McLennan County, which contains Waco, issued an order this week delaying in person learning and extracurricular activities until after Labor Day. This affects 16 teams that were meant to begin practice on August 3rd in all four conferences, including three-time defending 2A state champs Mart and 1A Gholson ISD, evidence that there is no easy split among the conferences. 

For 4A Ranchview in Carrollton-Farmers Branch ISD, which must follow the Dallas County health order preventing in person learning until after Labor Day, this latest announcement by the UIL will put them further behind as no other team in their district is currently restricted by a local health order.

“My main concern is safety. All of the other schools in our district have been working out since June 8th. We have only had three weeks this summer due to shut downs,” Ranchview head coach Terry Smith said. “We were [always] going to be behind. With the latest announcement, it’s just more of the same. Our district will have played two scrimmages and four games by the time Ranchview gets to play our first game.”

That head start for some teams is the root of the predicament that the UIL’s announcement caused. And it is not solely one of unfairness, but it raises safety concerns as well.

“We are playing Pecos that night [the season opener on October 2nd for Mountain View], a very strong, physical team that enjoyed a lot of success last year.  The problem in front of us that I worry about is the fact that when we play Pecos, that will be their 6th game, and our opener,” Rundell said. “Anyone that understands sports knows the problems this could potentially create.  They will be totally in sync, in game shape, and we will be like a baby deer just trying to get our legs under us.”

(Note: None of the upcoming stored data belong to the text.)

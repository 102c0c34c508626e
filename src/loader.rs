// SPDX-License-Identifier: Apache-2.0
// Copyright 2025 Keylime Authors

//! Applies override sources to a [`HubConfig`]
//!
//! Every recognized key is parsed and every piece of derived security
//! material is built on a copy of the context. The copy replaces the
//! context only when all of that succeeded, so a malformed value leaves
//! the context exactly as it was.

use crate::{
    error::{HubConfigError, Result},
    hub_config::HubConfig,
    role::{AuthMethod, DatabaseRole, Scheme},
    security::simple_ssl_material,
    source::ConfigurationSource,
};
use log::*;
use std::{path::PathBuf, str::FromStr};

pub static HOST_KEY: &str = "mlHost";
pub static HUB_USER_ROLE_KEY: &str = "mlHubUserRole";
pub static HUB_USER_NAME_KEY: &str = "mlHubUserName";
pub static HUB_ADMIN_ROLE_KEY: &str = "mlHubAdminRole";
pub static HUB_ADMIN_NAME_KEY: &str = "mlHubAdminName";
pub static USERNAME_KEY: &str = "mlUsername";
pub static PASSWORD_KEY: &str = "mlPassword";
pub static LOAD_BALANCER_HOSTS_KEY: &str = "mlLoadBalancerHosts";
pub static CUSTOM_FOREST_PATH_KEY: &str = "mlCustomForestPath";
pub static STAGING_MODULE_PERMISSIONS_KEY: &str =
    "mlStagingModulePermissions";
pub static FINAL_MODULE_PERMISSIONS_KEY: &str = "mlFinalModulePermissions";
pub static PROJECT_DIR_KEY: &str = "hubProjectDir";

/// Key suffixes read for every role, after the role's property prefix
const ROLE_KEY_SUFFIXES: [&str; 2] = ["DbName", "ForestsPerHost"];
/// Key suffixes read for roles with an application server
const APP_SERVER_KEY_SUFFIXES: [&str; 4] =
    ["AppserverName", "Port", "Auth", "Scheme"];
/// Key suffixes read for roles with a security bundle
const SECURITY_KEY_SUFFIXES: [&str; 4] =
    ["SimpleSsl", "CertFile", "CertPassword", "ExternalName"];

fn global_keys() -> [&'static str; 12] {
    [
        HOST_KEY,
        HUB_USER_ROLE_KEY,
        HUB_USER_NAME_KEY,
        HUB_ADMIN_ROLE_KEY,
        HUB_ADMIN_NAME_KEY,
        USERNAME_KEY,
        PASSWORD_KEY,
        LOAD_BALANCER_HOSTS_KEY,
        CUSTOM_FOREST_PATH_KEY,
        STAGING_MODULE_PERMISSIONS_KEY,
        FINAL_MODULE_PERMISSIONS_KEY,
        PROJECT_DIR_KEY,
    ]
}

/// Whether `load` reads `key` into a typed setting
///
/// The token engine does not pass these keys through, their values reach
/// the token map only through the settings they were parsed into.
pub fn is_recognized_key(key: &str) -> bool {
    if global_keys().contains(&key) {
        return true;
    }
    DatabaseRole::STORED.iter().any(|role| {
        let caps = role.capabilities();
        key.strip_prefix(role.property_prefix())
            .is_some_and(|suffix| {
                ROLE_KEY_SUFFIXES.contains(&suffix)
                    || (caps.app_server
                        && APP_SERVER_KEY_SUFFIXES.contains(&suffix))
                    || (caps.security
                        && SECURITY_KEY_SUFFIXES.contains(&suffix))
            })
    })
}

fn parse_value<T: FromStr>(key: &str, raw: &str) -> Result<T> {
    raw.parse().map_err(|_| HubConfigError::parse(key, raw))
}

fn parse_bool(key: &str, raw: &str) -> Result<bool> {
    match raw.to_ascii_lowercase().as_str() {
        "true" => Ok(true),
        "false" => Ok(false),
        _ => Err(HubConfigError::parse(key, raw)),
    }
}

fn split_hosts(raw: &str) -> Vec<String> {
    raw.split(',')
        .map(str::trim)
        .filter(|h| !h.is_empty())
        .map(String::from)
        .collect()
}

impl HubConfig {
    /// Apply the overrides in `source`
    ///
    /// Keys that are absent or blank leave the current value untouched.
    /// Any malformed value aborts the load with
    /// [`HubConfigError::ConfigurationParse`] and nothing is applied. On
    /// success the source is retained for the token engine.
    pub fn load(&mut self, source: Option<ConfigurationSource>) -> Result<()> {
        let Some(source) = source else {
            warn!("No configuration source given, keeping current hub configuration");
            return Ok(());
        };

        let mut staged = self.clone();
        for role in DatabaseRole::STORED {
            apply_role_overrides(&mut staged, role, &source)?;
        }
        apply_global_overrides(&mut staged, &source);
        staged.source = source;

        *self = staged;
        Ok(())
    }
}

fn apply_role_overrides(
    config: &mut HubConfig,
    role: DatabaseRole,
    source: &ConfigurationSource,
) -> Result<()> {
    let prefix = role.property_prefix();
    let caps = role.capabilities();
    let registry = &mut config.registry;

    let key = format!("{prefix}DbName");
    if let Some(value) = source.get_trimmed(&key) {
        debug!("Setting {role} database name to {value} from {key}");
        registry.set_database_name(role, value);
    }

    let key = format!("{prefix}ForestsPerHost");
    if let Some(value) = source.get_trimmed(&key) {
        let forests: u32 = parse_value(&key, value)?;
        debug!("Setting {role} forests per host to {forests} from {key}");
        registry.set_forests_per_host(role, forests);
    }

    if caps.app_server {
        let key = format!("{prefix}AppserverName");
        if let Some(value) = source.get_trimmed(&key) {
            debug!("Setting {role} app server name to {value} from {key}");
            registry.set_server_name(role, value)?;
        }

        let key = format!("{prefix}Port");
        if let Some(value) = source.get_trimmed(&key) {
            let port: u16 = parse_value(&key, value)?;
            debug!("Setting {role} port to {port} from {key}");
            registry.set_port(role, port)?;
        }

        let key = format!("{prefix}Auth");
        if let Some(value) = source.get_trimmed(&key) {
            let auth: AuthMethod = parse_value(&key, value)?;
            debug!("Setting {role} auth method to {auth} from {key}");
            registry.set_auth_method(role, auth)?;
        }

        let key = format!("{prefix}Scheme");
        if let Some(value) = source.get_trimmed(&key) {
            let scheme: Scheme = parse_value(&key, value)?;
            debug!("Setting {role} scheme to {scheme} from {key}");
            registry.set_scheme(role, scheme)?;
        }
    }

    if caps.security {
        let key = format!("{prefix}SimpleSsl");
        if let Some(value) = source.get_trimmed(&key) {
            let simple_ssl = parse_bool(&key, value)?;
            if simple_ssl {
                let material = simple_ssl_material()?;
                warn!("Simple SSL enabled for {role}: server certificates and host names are not verified");
                registry.apply_security_material(role, material)?;
            }
            registry.set_simple_ssl(role, simple_ssl)?;
        }

        let key = format!("{prefix}CertFile");
        if let Some(value) = source.get_trimmed(&key) {
            debug!("Setting {role} certificate file to {value} from {key}");
            registry.set_cert_file(role, Some(value.to_string()))?;
        }

        let key = format!("{prefix}CertPassword");
        if let Some(value) = source.get_trimmed(&key) {
            debug!("Setting {role} certificate password from {key}");
            registry.set_cert_password(role, Some(value.to_string()))?;
        }

        let key = format!("{prefix}ExternalName");
        if let Some(value) = source.get_trimmed(&key) {
            debug!("Setting {role} external name to {value} from {key}");
            registry.set_external_name(role, Some(value.to_string()))?;
        }
    }

    Ok(())
}

fn apply_global_overrides(
    config: &mut HubConfig,
    source: &ConfigurationSource,
) {
    let identity = &mut config.identity;
    if let Some(value) = source.get_trimmed(HUB_USER_ROLE_KEY) {
        identity.hub_role_name = value.to_string();
    }
    if let Some(value) = source.get_trimmed(HUB_USER_NAME_KEY) {
        identity.hub_user_name = value.to_string();
    }
    if let Some(value) = source.get_trimmed(HUB_ADMIN_ROLE_KEY) {
        identity.hub_admin_role_name = value.to_string();
    }
    if let Some(value) = source.get_trimmed(HUB_ADMIN_NAME_KEY) {
        identity.hub_admin_user_name = value.to_string();
    }
    if let Some(value) = source.get_trimmed(USERNAME_KEY) {
        identity.ml_username = Some(value.to_string());
    }
    // Passwords are taken as written, surrounding spaces included
    if let Some(value) = source.get(PASSWORD_KEY).filter(|v| !v.is_empty()) {
        identity.ml_password = Some(value.to_string());
    }

    let globals = &mut config.globals;
    if let Some(value) = source.get_trimmed(HOST_KEY) {
        globals.host = value.to_string();
    }
    if let Some(value) = source.get_trimmed(LOAD_BALANCER_HOSTS_KEY) {
        let hosts = split_hosts(value);
        debug!("Using load balancer hosts {hosts:?}");
        globals.load_balancer_hosts = Some(hosts);
    }
    if let Some(value) = source.get_trimmed(CUSTOM_FOREST_PATH_KEY) {
        globals.custom_forest_path = value.to_string();
    }
    // Both keys feed the same setting, the final one wins
    for key in [STAGING_MODULE_PERMISSIONS_KEY, FINAL_MODULE_PERMISSIONS_KEY]
    {
        if let Some(value) = source.get_trimmed(key) {
            globals.module_permissions = value.to_string();
        }
    }
    if let Some(value) = source.get_trimmed(PROJECT_DIR_KEY) {
        info!("Hub project directory: {value}");
        globals.project_dir = Some(PathBuf::from(value));
    }
}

The UIL was always going to be in a tough situation as they decided how the season would proceed. There are 254 counties and over 1,200 UIL high schools with football in Texas. It was virtually an impossible task to find a solution that would have satisfied all of them as the case count and local orders vary in each of the counties in the state. 

Moving forward, the only thing players and coaches can do in these predicaments is make the best out of what is a very tough situation. 

“As for what it will look like for the [rest of] the season, we will be a team of kids doing everything they can to be successful. You won’t hear excuses or looking back,” Smith said. “We have great kids and this is just another challenge they will have to face in their life. Hopefully it will be a great lesson for them and help them to be better young men.” 

After seeing the heartbreak of the cancellation of spring sports, Rundell said his team is just excited to have an opportunity to step onto the gridiron and prove themselves at some point this fall.

In all honesty we are just thrilled that we are going to have a season.  The six games we are going to have is six more than last year’s graduating seniors got in spring sports,” Rundell said. “This will be great motivation for our seniors in the sense that if they want more games, they have to make a deep run into the playoffs.”

This will continue to be a fluid situation as school districts continue to monitor their response to the pandemic and determine whether in person learning and workouts are safe and viable options. Coaches and players have had to be flexible throughout 2020 and, as our state and country continue to respond to the effects of the COVID-19 pandemic, that adaptability and resiliency will continue to be two traits required of every program across the state.